• **Assignment**: Your answer must consist of exactly the lines below, starting with the line with "workspace. Domain errors" and going on through the line with "Internal Errors (9000-9999)", and nothing else.

• **Provided records**:
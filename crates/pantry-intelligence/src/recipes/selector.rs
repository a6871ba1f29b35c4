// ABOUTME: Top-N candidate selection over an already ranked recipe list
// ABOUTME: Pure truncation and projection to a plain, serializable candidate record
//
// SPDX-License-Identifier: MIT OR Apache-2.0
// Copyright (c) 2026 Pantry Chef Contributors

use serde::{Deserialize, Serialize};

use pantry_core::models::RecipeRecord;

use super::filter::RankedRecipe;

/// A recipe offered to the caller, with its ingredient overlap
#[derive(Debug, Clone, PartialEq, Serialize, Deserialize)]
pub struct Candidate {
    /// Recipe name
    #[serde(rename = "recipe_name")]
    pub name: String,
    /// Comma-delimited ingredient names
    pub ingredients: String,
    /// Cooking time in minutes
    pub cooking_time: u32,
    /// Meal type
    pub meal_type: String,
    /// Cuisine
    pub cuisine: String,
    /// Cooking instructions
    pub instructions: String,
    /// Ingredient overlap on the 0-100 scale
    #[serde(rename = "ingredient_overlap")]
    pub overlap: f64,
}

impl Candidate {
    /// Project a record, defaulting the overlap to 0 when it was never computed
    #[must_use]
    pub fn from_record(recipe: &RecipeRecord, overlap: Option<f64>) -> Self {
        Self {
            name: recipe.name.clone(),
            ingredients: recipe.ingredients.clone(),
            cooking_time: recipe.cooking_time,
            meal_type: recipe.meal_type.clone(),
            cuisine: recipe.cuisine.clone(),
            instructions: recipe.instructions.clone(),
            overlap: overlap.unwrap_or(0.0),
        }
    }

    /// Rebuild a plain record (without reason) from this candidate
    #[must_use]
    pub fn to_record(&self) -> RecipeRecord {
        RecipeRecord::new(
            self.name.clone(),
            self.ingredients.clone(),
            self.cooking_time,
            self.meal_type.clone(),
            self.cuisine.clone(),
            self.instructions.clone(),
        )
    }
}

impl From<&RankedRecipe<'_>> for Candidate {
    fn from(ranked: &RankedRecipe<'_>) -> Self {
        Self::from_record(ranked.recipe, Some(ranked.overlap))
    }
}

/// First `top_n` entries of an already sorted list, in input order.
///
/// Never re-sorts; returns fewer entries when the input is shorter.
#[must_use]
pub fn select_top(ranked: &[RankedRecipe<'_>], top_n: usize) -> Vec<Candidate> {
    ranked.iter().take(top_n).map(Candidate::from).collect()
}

* * *

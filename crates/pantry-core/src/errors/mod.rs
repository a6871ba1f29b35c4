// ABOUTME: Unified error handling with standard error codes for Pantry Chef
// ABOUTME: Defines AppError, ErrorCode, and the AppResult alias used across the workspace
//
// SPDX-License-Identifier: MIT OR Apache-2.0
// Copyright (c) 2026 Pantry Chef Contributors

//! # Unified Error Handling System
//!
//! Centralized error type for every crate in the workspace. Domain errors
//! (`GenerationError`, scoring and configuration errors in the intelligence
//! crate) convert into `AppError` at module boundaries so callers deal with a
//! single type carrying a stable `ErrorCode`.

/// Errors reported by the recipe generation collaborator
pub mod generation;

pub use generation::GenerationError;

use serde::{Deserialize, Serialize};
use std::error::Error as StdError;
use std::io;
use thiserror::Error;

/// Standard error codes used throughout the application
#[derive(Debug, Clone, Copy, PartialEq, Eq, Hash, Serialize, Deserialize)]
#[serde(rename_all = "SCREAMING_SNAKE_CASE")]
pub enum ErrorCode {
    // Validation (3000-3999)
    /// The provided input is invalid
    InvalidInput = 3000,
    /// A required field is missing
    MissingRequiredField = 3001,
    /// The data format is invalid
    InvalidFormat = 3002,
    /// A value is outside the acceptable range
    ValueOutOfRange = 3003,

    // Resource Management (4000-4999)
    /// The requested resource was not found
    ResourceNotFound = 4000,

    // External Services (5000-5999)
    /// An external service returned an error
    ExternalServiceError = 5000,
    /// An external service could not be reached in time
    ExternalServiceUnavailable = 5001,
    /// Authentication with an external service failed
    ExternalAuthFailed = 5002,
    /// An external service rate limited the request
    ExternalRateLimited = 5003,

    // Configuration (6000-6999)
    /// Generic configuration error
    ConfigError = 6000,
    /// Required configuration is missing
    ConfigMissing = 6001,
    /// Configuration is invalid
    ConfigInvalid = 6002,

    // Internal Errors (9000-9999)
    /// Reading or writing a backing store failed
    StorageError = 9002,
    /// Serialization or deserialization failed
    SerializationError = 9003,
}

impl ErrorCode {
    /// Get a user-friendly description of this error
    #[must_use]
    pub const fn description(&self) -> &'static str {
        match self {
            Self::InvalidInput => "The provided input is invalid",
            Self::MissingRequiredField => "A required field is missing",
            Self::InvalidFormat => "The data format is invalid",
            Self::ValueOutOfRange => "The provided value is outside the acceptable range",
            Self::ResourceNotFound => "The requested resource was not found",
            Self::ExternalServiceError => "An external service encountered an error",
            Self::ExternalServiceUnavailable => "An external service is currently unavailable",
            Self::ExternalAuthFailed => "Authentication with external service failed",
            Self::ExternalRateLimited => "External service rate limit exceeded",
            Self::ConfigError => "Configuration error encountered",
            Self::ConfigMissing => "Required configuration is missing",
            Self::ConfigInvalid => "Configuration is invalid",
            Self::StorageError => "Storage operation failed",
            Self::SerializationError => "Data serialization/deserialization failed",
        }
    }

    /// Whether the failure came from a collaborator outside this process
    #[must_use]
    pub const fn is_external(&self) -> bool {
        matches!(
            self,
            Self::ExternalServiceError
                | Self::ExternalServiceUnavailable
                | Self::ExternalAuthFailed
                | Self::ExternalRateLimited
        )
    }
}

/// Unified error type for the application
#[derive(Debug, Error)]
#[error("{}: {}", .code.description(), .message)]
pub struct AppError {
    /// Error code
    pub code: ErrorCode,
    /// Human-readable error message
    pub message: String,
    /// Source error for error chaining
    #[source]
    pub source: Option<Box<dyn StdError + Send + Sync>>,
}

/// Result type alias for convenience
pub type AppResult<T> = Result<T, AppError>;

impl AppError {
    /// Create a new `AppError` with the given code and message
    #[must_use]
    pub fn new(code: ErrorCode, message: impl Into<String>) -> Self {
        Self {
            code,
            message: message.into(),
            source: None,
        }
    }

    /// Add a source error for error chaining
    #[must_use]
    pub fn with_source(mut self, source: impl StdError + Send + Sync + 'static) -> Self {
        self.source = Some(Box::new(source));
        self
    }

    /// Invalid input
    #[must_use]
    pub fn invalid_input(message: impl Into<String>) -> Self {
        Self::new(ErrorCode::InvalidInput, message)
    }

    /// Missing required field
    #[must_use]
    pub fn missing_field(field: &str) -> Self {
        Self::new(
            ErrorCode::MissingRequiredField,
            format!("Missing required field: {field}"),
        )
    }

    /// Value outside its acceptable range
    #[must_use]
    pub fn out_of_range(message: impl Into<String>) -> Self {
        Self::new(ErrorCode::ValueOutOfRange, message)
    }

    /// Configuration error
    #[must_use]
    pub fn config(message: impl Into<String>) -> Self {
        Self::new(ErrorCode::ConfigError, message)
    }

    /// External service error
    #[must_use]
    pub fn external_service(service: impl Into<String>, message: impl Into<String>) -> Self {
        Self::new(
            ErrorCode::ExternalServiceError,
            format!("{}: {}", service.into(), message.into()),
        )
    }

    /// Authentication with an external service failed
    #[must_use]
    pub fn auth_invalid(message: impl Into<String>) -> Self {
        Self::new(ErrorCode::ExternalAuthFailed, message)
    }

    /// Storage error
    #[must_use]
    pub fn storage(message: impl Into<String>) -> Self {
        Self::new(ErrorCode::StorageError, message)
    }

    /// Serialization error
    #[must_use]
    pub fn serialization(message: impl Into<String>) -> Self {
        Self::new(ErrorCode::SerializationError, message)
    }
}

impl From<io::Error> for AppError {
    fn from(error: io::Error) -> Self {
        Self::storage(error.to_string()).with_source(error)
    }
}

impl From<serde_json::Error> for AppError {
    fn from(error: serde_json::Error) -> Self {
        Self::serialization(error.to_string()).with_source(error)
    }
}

* * *

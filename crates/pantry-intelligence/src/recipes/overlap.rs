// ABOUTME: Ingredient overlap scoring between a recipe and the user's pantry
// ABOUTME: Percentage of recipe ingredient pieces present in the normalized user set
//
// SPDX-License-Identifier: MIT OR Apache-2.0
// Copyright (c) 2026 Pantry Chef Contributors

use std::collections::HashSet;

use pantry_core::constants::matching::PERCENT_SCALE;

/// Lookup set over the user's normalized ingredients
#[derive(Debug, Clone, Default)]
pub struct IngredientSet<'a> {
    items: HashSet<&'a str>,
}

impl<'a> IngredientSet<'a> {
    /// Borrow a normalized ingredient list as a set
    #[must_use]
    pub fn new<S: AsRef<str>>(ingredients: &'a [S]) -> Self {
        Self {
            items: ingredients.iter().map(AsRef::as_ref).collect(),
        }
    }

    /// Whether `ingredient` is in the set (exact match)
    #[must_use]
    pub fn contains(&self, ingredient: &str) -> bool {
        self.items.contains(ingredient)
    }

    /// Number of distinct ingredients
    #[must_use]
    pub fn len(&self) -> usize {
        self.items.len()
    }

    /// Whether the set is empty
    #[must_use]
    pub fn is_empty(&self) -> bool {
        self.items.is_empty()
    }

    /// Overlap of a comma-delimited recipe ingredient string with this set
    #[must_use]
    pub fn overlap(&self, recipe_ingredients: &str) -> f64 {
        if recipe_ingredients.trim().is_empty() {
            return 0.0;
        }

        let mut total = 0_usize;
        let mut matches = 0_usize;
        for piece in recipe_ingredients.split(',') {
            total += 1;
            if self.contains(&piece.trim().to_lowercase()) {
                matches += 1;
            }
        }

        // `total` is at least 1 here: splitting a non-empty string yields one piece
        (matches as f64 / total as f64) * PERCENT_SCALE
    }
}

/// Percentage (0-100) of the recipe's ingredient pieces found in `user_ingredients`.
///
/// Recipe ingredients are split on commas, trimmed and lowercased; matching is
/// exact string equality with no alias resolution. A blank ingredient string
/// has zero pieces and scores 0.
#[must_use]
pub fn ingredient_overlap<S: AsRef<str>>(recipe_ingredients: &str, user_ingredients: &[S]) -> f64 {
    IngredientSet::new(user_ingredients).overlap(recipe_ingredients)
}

• **Solution**:
//! Centralized error type for every crate in the workspace. Domain errors
//! (`GenerationError`, scoring and configuration errors in the intelligence
//! crate) convert into `AppError` at module boundaries so callers deal with a
//! single type carrying a stable `ErrorCode`.

/// Errors reported by the recipe generation collaborator
pub mod generation;

pub use generation::GenerationError;

use serde::{Deserialize, Serialize};
use std::error::Error as StdError;
use std::io;
use thiserror::Error;

/// Standard error codes used throughout the application
#[derive(Debug, Clone, Copy, PartialEq, Eq, Hash, Serialize, Deserialize)]
#[serde(rename_all = "SCREAMING_SNAKE_CASE")]
pub enum ErrorCode {
    // Validation (3000-3999)
    /// The provided input is invalid
    InvalidInput = 3000,
    /// A required field is missing
    MissingRequiredField = 3001,
    /// The data format is invalid
    InvalidFormat = 3002,
    /// A value is outside the acceptable range
    ValueOutOfRange = 3003,

    // Resource Management (4000-4999)
    /// The requested resource was not found
    ResourceNotFound = 4000,

    // External Services (5000-5999)
    /// An external service returned an error
    ExternalServiceError = 5000,
    /// An external service could not be reached in time
    ExternalServiceUnavailable = 5001,
    /// Authentication with an external service failed
    ExternalAuthFailed = 5002,
    /// An external service rate limited the request
    ExternalRateLimited = 5003,

    // Configuration (6000-6999)
    /// Generic configuration error
    ConfigError = 6000,
    /// Required configuration is missing
    ConfigMissing = 6001,
    /// Configuration is invalid
    ConfigInvalid = 6002,

    // Internal Errors (9000-9999)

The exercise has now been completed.